A l’origine, l’abat-jour était un réflecteur de lumière qui s’adaptait à un chandelier ou à une lampe à huile, afin de rabattre la lumière et protéger les yeux de la flamme de la bougie. On l’appelait écran de lumière ou garde-vue. Ce nom perdurera jusqu’au XIXème siècle, puis l’intensité de la source lumineuse augmentant avec les progrès techniques (lampe à pétrole, puis électricité), l’abat-jour va permettre de mieux la diffuser et la tamiser.

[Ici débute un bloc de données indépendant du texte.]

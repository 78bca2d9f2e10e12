use twenty48::core::{board_hash, Board, GameSnapshot, GameState, ScriptedSource};
use twenty48::types::{Direction, Grid};

fn fnv1a64_bytes(bytes: impl Iterator<Item = u8>) -> u64 {
    // FNV-1a 64-bit.
    let mut h: u64 = 0xcbf29ce484222325;
    for b in bytes {
        h ^= b as u64;
        h = h.wrapping_mul(0x00000100000001B3);
    }
    h
}

fn fnv1a64_grid(grid: &Grid) -> u64 {
    fnv1a64_bytes(grid.iter().flatten().flat_map(|v| v.to_le_bytes()))
}

#[test]
fn snapshot_into_sets_board_hash() {
    let mut gs = GameState::new(1);

    let mut snap = GameSnapshot::default();
    gs.snapshot_into(&mut snap);
    assert_eq!(snap.board_hash, fnv1a64_grid(&snap.board));

    for dir in Direction::ALL {
        gs.apply_move(dir);
        gs.snapshot_into(&mut snap);
        assert_eq!(snap.board_hash, fnv1a64_grid(&snap.board));
    }
}

#[test]
fn board_hash_ignores_score_and_counters() {
    let board = Board::from_grid([[2, 4, 8, 0], [0; 4], [0; 4], [0, 0, 0, 2]]);
    let fresh = GameState::from_position(board, 0, ScriptedSource::first_cell());
    let played = GameState::from_position(board, 1234, ScriptedSource::first_cell());

    let a = fresh.snapshot();
    let b = played.snapshot();
    assert_ne!(a.score, b.score);
    assert_eq!(a.board_hash, b.board_hash);
}

#[test]
fn board_hash_distinguishes_transposed_boards() {
    let a: Grid = [[2, 4, 0, 0], [0; 4], [0; 4], [0; 4]];
    let b: Grid = [[2, 0, 0, 0], [4, 0, 0, 0], [0; 4], [0; 4]];
    assert_ne!(board_hash(&a), board_hash(&b));
    assert_eq!(board_hash(&a), fnv1a64_grid(&a));
}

A la Renaissance : plusieurs types de sources de lumière

Gravure Tagliente et Palatino

A la Renaissance, plusieurs types de sources de lumière sont utilisées. Les moins chères et les plus répandues sont la lampe à huile et la chandelle de suif (graisse animale). Cette dernière à l’inconvénient de dégager des fumées noires et de fortes odeurs lors de la combustion. Tandis que la bougie de cire d’abeille est le moyen le plus propre, mais aussi le plus cher de s’éclairer. Elle est l’apanage des riches, des pouvoirs laïcs et religieux. C’est à cette période, au début du XVIème siècle, que l’on trouve les premières traces des « abat-jour », chez les copistes.

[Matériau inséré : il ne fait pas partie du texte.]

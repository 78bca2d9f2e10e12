//! 2048 board engine (workspace facade crate).
//!
//! Re-exports the member crates as `twenty48::{types, core, adapter}` so
//! callers depend on one package while the implementation lives under
//! `crates/`.

pub use twenty48_adapter as adapter;
pub use twenty48_core as core;
pub use twenty48_types as types;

En 1530, Giovannantonio Tagliente (La vera arte delo excellente scrivere de diverse varie sorti de litere…) et en 1540 Giovambattista Palatino (Libro nel qual s’insegna a scrivere ogni sorte lettera…), deux calligraphes italiens, ont répertorié, dans des textes illustrés, les outils qu’un copiste doit posséder.

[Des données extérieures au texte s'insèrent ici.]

//! Protocol module - JSON message types for the control adapter
//!
//! Implements the line-delimited JSON protocol spoken over TCP.
//! All messages have: type, seq (sequence number), ts (timestamp in ms)

use serde::{Deserialize, Serialize};

use crate::core::GameSnapshot;
use crate::types::{GameStatus, Grid, BOARD_SIZE};

/// Protocol version spoken by this adapter
pub const PROTOCOL_VERSION: &str = "1.0.0";

// ============== Client -> Game Messages ==============

#[derive(Debug, Clone, Copy, PartialEq, Eq, Hash, Serialize, Deserialize)]
pub enum HelloType {
    #[serde(rename = "hello")]
    Hello,
}

impl Default for HelloType {
    fn default() -> Self {
        Self::Hello
    }
}

#[derive(Debug, Clone, Copy, PartialEq, Eq, Hash, Serialize, Deserialize)]
pub enum CommandType {
    #[serde(rename = "command")]
    Command,
}

impl Default for CommandType {
    fn default() -> Self {
        Self::Command
    }
}

#[derive(Debug, Clone, Copy, PartialEq, Eq, Hash, Serialize, Deserialize)]
pub enum ObserveType {
    #[serde(rename = "observe")]
    Observe,
}

impl Default for ObserveType {
    fn default() -> Self {
        Self::Observe
    }
}

/// Client hello message (first message to establish connection)
#[derive(Debug, Clone, Serialize, Deserialize)]
pub struct HelloMessage {
    #[serde(rename = "type")]
    #[serde(default)]
    pub msg_type: HelloType,
    pub seq: u64,
    pub ts: u64,
    pub client: ClientInfo,
    pub protocol_version: String,
    /// Receive an observation after every applied command
    #[serde(default)]
    pub stream_observations: bool,
}

#[derive(Debug, Clone, Serialize, Deserialize)]
pub struct ClientInfo {
    pub name: String,
    pub version: String,
}

/// Command message (controller only)
///
/// `action` stays a raw string here so that an unknown direction is reported
/// as `invalid_argument` instead of a JSON parse error.
#[derive(Debug, Clone, Serialize, Deserialize)]
pub struct CommandMessage {
    #[serde(rename = "type")]
    #[serde(default)]
    pub msg_type: CommandType,
    pub seq: u64,
    pub ts: u64,
    pub action: String,
}

/// Request a single observation
#[derive(Debug, Clone, Serialize, Deserialize)]
pub struct ObserveMessage {
    #[serde(rename = "type")]
    #[serde(default)]
    pub msg_type: ObserveType,
    pub seq: u64,
    pub ts: u64,
}

// ============== Game -> Client Messages ==============

#[derive(Debug, Clone, Copy, PartialEq, Eq, Hash, Serialize, Deserialize)]
pub enum WelcomeType {
    #[serde(rename = "welcome")]
    Welcome,
}

#[derive(Debug, Clone, Copy, PartialEq, Eq, Hash, Serialize, Deserialize)]
pub enum AckType {
    #[serde(rename = "ack")]
    Ack,
}

#[derive(Debug, Clone, Copy, PartialEq, Eq, Hash, Serialize, Deserialize)]
pub enum AckStatus {
    #[serde(rename = "ok")]
    Ok,
}

#[derive(Debug, Clone, Copy, PartialEq, Eq, Hash, Serialize, Deserialize)]
pub enum ErrorType {
    #[serde(rename = "error")]
    Error,
}

#[derive(Debug, Clone, Copy, PartialEq, Eq, Hash, Serialize, Deserialize)]
pub enum ErrorCode {
    #[serde(rename = "handshake_required")]
    HandshakeRequired,
    #[serde(rename = "protocol_mismatch")]
    ProtocolMismatch,
    #[serde(rename = "not_controller")]
    NotController,
    #[serde(rename = "invalid_argument")]
    InvalidArgument,
    #[serde(rename = "invalid_command")]
    InvalidCommand,
    #[serde(rename = "parse_error")]
    ParseError,
    #[serde(rename = "out_of_order")]
    OutOfOrder,
    #[serde(rename = "backpressure")]
    Backpressure,
}

#[derive(Debug, Clone, Copy, PartialEq, Eq, Hash, Serialize, Deserialize)]
pub enum AssignedRole {
    #[serde(rename = "controller")]
    Controller,
    #[serde(rename = "observer")]
    Observer,
}

/// Welcome message (response to hello)
#[derive(Debug, Clone, Serialize, Deserialize)]
pub struct WelcomeMessage {
    #[serde(rename = "type")]
    pub msg_type: WelcomeType,
    pub seq: u64,
    pub ts: u64,
    pub protocol_version: String,
    pub client_id: u64,
    pub role: AssignedRole,
    #[serde(skip_serializing_if = "Option::is_none")]
    pub controller_id: Option<u64>,
    pub game_id: String,
    pub board_size: u8,
}

/// Acknowledgment for an applied command
#[derive(Debug, Clone, Serialize, Deserialize)]
pub struct AckMessage {
    #[serde(rename = "type")]
    pub msg_type: AckType,
    pub seq: u64,
    pub ts: u64,
    pub status: AckStatus,
    /// Whether the command changed the board
    pub changed: bool,
}

/// Error message
#[derive(Debug, Clone, Serialize, Deserialize)]
pub struct ErrorMessage {
    #[serde(rename = "type")]
    pub msg_type: ErrorType,
    pub seq: u64,
    pub ts: u64,
    pub code: ErrorCode,
    pub message: String,
}

#[derive(Debug, Clone, Copy, PartialEq, Eq, Hash, Serialize, Deserialize)]
pub enum ObservationType {
    #[serde(rename = "observation")]
    Observation,
}

#[derive(Debug, Clone, Copy, PartialEq, Eq, Hash, Serialize, Deserialize)]
pub enum StatusLower {
    #[serde(rename = "playing")]
    Playing,
    #[serde(rename = "terminal")]
    Terminal,
}

impl From<GameStatus> for StatusLower {
    fn from(value: GameStatus) -> Self {
        match value {
            GameStatus::Playing => StatusLower::Playing,
            GameStatus::Terminal => StatusLower::Terminal,
        }
    }
}

/// Game state observation
#[derive(Debug, Clone, Serialize, Deserialize)]
pub struct ObservationMessage {
    #[serde(rename = "type")]
    pub msg_type: ObservationType,
    pub seq: u64,
    pub ts: u64,
    pub board: BoardSnapshot,
    pub score: u32,
    pub status: StatusLower,
    pub episode_id: u32,
    pub move_count: u32,
    pub max_tile: u32,
    pub board_hash: u64,
}

#[derive(Debug, Clone, Serialize, Deserialize)]
pub struct BoardSnapshot {
    pub size: u8,
    pub cells: Grid, // 0 = empty, otherwise tile value
}

// ============== Message Parsing ==============

/// Parse a JSON message from a string
pub fn parse_message(json: &str) -> Result<ParsedMessage, serde_json::Error> {
    #[derive(Debug, Deserialize)]
    #[serde(tag = "type")]
    enum InboundMessage {
        #[serde(rename = "hello")]
        Hello(HelloMessage),
        #[serde(rename = "command")]
        Command(CommandMessage),
        #[serde(rename = "observe")]
        Observe(ObserveMessage),
    }

    match serde_json::from_str::<InboundMessage>(json) {
        Ok(InboundMessage::Hello(m)) => Ok(ParsedMessage::Hello(m)),
        Ok(InboundMessage::Command(m)) => Ok(ParsedMessage::Command(m)),
        Ok(InboundMessage::Observe(m)) => Ok(ParsedMessage::Observe(m)),
        Err(e) => {
            // Unknown message type is not a hard parse error for the protocol.
            #[derive(Debug, Deserialize)]
            struct TypeOnly<'a> {
                #[serde(rename = "type", borrow)]
                msg_type: Option<&'a str>,
            }
            let msg_type = serde_json::from_str::<TypeOnly>(json)?
                .msg_type
                .unwrap_or("unknown");
            if !matches!(msg_type, "hello" | "command" | "observe") {
                #[derive(Debug, Deserialize)]
                struct SeqOnly {
                    seq: Option<u64>,
                }
                let seq = serde_json::from_str::<SeqOnly>(json)?.seq.unwrap_or(0);
                return Ok(ParsedMessage::Unknown(UnknownMessage { seq }));
            }
            Err(e)
        }
    }
}

/// Parsed incoming message
#[derive(Debug, Clone)]
pub enum ParsedMessage {
    Hello(HelloMessage),
    Command(CommandMessage),
    Observe(ObserveMessage),
    Unknown(UnknownMessage),
}

#[derive(Debug, Clone, Copy, PartialEq, Eq)]
pub struct UnknownMessage {
    pub seq: u64,
}

// ============== Utility Functions ==============

/// Create a hello message
pub fn create_hello(seq: u64, client_name: &str, protocol_version: &str) -> HelloMessage {
    HelloMessage {
        msg_type: HelloType::Hello,
        seq,
        ts: current_timestamp_ms(),
        client: ClientInfo {
            name: client_name.to_string(),
            version: env!("CARGO_PKG_VERSION").to_string(),
        },
        protocol_version: protocol_version.to_string(),
        stream_observations: true,
    }
}

/// Create a command message
pub fn create_command(seq: u64, action: &str) -> CommandMessage {
    CommandMessage {
        msg_type: CommandType::Command,
        seq,
        ts: current_timestamp_ms(),
        action: action.to_string(),
    }
}

/// Create a welcome message
pub fn create_welcome(
    seq: u64,
    protocol_version: &str,
    client_id: u64,
    role: AssignedRole,
    controller_id: Option<u64>,
) -> WelcomeMessage {
    WelcomeMessage {
        msg_type: WelcomeType::Welcome,
        seq,
        ts: current_timestamp_ms(),
        protocol_version: protocol_version.to_string(),
        client_id,
        role,
        controller_id,
        game_id: "twenty48".to_string(),
        board_size: BOARD_SIZE as u8,
    }
}

/// Create an acknowledgment
pub fn create_ack(seq: u64, changed: bool) -> AckMessage {
    AckMessage {
        msg_type: AckType::Ack,
        seq,
        ts: current_timestamp_ms(),
        status: AckStatus::Ok,
        changed,
    }
}

/// Create an error message
pub fn create_error(seq: u64, code: ErrorCode, message: &str) -> ErrorMessage {
    ErrorMessage {
        msg_type: ErrorType::Error,
        seq,
        ts: current_timestamp_ms(),
        code,
        message: message.to_string(),
    }
}

/// Build observation message from a game snapshot
pub fn build_observation(snap: &GameSnapshot, seq: u64) -> ObservationMessage {
    ObservationMessage {
        msg_type: ObservationType::Observation,
        seq,
        ts: current_timestamp_ms(),
        board: BoardSnapshot {
            size: BOARD_SIZE as u8,
            cells: snap.board,
        },
        score: snap.score,
        status: StatusLower::from(snap.status),
        episode_id: snap.episode_id,
        move_count: snap.move_count,
        max_tile: snap.max_tile,
        board_hash: snap.board_hash,
    }
}

/// Get current timestamp in milliseconds
pub(crate) fn current_timestamp_ms() -> u64 {
    use std::time::{SystemTime, UNIX_EPOCH};
    SystemTime::now()
        .duration_since(UNIX_EPOCH)
        .unwrap_or_default()
        .as_millis() as u64
}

Palatino décrit ainsi la lampe que doit utiliser le scribe pour travailler : « La lucerna con quel suo cappelletto, serve per tener raccolto il lume, onde sia maggiore, & più chiaro, & non offenda la vista, & il lume vuol essere d’oglio, & non di sevo, ò cera perche non dibatta, & sia piu puro, ne bisogna cosi smoccarlo. »

Dans les illustrations qui accompagnent leur liste, les deux copistes dessinent les lampes sous les lettres Ti et Pm. Tagliente ajoute même une chandelle Tj dont Palatino réprouve l’usage.

« La lampe, avec son chapeau, sert à maintenir la lumière pour qu’elle soit plus claire et plus lumineuse et qu’elle n’incommode pas l’œil, et la lumière doit être faite d’huile et non de suif ou de cire pour qu’elle ne vacille pas et qu’elle soit plus pure, et elle ne doit pas être tachée. »

Le début du XVIIème siècle : l’essor des chandelles de cire

Le début du XVIIème siècle voit l’essor des chandelles de cire au détriment des lampes à huile qui paraissaient rudimentaires. Afin d’atténuer la lueur des bougies et préserver les yeux, on adapte alors sur les chandeliers, un petit écran fait d’une mince lame d’ivoire ou d’ébène, comme celui répertorié dans l’inventaire du duc de Béthune, Archevêque de Bordeaux en 1680 : « Plus un petit chandelier avec son écran d’ébène verd. »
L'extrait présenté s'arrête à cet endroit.